▸ Requirement:
Only the lines from the beginning of the data below through the line containing "use super::resolver::AclResolver;" belong in the response, each copied exactly.

▸ Input for this task:
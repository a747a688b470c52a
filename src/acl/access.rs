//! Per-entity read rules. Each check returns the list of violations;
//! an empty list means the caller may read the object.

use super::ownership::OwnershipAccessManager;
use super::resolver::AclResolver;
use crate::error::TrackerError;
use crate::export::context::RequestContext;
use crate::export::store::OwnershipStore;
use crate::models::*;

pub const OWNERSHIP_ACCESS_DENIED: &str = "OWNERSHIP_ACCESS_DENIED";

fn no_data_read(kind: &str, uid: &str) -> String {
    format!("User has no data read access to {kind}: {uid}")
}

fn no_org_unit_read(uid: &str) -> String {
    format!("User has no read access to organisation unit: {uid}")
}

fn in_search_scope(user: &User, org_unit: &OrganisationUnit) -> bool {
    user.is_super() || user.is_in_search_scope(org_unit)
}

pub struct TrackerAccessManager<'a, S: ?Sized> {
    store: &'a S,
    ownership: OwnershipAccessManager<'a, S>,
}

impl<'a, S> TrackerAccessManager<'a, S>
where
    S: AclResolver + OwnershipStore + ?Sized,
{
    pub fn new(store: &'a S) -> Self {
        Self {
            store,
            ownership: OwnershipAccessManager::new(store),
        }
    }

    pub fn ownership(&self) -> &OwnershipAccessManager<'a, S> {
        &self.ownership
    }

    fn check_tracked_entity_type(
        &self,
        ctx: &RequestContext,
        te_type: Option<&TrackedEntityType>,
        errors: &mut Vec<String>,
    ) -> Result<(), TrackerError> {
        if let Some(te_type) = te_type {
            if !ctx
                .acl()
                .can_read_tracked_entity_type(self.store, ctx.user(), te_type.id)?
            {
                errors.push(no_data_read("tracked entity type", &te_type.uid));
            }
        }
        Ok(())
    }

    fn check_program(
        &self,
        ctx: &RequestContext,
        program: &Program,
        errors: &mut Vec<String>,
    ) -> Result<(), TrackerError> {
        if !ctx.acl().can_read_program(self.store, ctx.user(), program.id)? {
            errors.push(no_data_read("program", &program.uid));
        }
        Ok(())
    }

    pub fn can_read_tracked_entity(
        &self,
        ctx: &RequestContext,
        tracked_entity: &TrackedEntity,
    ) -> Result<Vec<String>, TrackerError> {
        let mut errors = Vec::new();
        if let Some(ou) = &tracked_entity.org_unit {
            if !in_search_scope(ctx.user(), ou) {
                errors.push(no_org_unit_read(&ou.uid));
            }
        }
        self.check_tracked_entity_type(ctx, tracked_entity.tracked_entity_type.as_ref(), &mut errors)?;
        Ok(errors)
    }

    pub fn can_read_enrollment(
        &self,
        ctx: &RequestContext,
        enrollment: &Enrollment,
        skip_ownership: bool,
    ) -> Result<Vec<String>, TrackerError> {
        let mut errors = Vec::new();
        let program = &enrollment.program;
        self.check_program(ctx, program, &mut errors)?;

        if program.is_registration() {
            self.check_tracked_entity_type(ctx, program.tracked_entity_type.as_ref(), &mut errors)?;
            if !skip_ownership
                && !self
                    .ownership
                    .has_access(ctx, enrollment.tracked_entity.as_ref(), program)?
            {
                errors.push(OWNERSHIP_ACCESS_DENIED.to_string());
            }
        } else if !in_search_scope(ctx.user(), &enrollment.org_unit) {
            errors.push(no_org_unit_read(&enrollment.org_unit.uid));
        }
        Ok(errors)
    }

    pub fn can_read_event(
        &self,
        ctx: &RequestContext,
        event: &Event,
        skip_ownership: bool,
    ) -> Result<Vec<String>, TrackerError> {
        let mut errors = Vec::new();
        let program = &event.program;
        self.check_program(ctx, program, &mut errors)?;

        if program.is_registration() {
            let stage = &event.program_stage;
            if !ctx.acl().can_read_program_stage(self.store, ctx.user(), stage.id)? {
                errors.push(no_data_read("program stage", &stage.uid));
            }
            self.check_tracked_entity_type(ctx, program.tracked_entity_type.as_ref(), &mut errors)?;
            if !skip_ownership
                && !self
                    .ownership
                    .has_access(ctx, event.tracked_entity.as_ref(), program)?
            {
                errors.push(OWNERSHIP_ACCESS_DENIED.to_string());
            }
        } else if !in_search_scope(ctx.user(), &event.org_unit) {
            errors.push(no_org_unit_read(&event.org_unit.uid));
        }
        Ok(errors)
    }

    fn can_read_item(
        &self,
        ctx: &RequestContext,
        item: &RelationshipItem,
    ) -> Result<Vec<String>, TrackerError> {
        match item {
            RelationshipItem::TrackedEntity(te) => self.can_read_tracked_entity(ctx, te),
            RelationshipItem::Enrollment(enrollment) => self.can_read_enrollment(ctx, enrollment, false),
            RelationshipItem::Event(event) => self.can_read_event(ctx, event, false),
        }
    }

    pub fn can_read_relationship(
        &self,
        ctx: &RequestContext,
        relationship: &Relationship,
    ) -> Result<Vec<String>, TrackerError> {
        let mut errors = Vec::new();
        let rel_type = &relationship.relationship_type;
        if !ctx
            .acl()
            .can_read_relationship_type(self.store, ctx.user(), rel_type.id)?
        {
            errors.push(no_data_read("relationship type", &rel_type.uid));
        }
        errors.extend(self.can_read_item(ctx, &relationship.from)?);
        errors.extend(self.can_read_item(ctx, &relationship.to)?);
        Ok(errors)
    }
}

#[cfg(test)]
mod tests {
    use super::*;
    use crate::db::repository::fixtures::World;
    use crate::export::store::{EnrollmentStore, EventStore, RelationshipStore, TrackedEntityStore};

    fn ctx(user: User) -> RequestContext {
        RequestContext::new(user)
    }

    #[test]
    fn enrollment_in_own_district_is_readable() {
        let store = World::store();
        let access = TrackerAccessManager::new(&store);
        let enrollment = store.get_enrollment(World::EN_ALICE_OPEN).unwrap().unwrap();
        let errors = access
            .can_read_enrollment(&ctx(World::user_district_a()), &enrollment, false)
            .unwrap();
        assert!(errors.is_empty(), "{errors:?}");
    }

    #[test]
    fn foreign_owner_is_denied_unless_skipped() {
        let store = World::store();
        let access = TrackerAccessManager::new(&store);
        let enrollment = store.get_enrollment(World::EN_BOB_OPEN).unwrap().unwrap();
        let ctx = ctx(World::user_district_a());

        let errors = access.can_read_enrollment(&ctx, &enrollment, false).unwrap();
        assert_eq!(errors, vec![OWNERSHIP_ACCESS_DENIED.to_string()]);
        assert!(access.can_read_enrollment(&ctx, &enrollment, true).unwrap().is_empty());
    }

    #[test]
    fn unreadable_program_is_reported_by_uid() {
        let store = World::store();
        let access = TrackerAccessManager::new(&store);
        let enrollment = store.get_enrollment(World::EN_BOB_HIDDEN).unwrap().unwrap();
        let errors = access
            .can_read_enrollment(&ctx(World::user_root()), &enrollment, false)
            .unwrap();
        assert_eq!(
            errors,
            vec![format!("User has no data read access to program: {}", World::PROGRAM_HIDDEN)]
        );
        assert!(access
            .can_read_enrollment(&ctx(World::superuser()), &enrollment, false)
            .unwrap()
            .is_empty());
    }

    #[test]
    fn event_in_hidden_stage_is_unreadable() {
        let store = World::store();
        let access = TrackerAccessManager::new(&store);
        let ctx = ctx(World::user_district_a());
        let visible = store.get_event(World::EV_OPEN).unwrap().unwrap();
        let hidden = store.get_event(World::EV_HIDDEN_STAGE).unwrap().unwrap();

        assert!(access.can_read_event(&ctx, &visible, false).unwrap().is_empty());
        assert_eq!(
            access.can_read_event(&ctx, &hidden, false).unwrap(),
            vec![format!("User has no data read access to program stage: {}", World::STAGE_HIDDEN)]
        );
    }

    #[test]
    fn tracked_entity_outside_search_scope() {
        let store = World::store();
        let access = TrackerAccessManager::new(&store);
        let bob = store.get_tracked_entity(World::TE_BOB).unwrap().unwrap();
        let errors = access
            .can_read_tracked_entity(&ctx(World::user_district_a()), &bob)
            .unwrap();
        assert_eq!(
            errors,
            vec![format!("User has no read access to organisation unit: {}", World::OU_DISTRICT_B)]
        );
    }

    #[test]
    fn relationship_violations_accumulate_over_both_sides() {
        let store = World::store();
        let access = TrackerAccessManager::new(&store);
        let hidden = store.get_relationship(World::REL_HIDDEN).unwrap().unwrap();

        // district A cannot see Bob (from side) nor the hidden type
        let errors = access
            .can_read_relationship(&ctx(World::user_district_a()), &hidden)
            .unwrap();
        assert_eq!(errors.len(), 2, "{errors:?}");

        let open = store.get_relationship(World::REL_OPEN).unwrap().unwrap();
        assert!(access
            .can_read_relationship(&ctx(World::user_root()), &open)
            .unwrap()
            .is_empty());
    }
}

▸ Written solution:
repository a747a688b470c52a
filename src/acl/access.rs
//! Per-entity read rules. Each check returns the list of violations;
//! an empty list means the caller may read the object.

use super::ownership::OwnershipAccessManager;
use super::resolver::AclResolver;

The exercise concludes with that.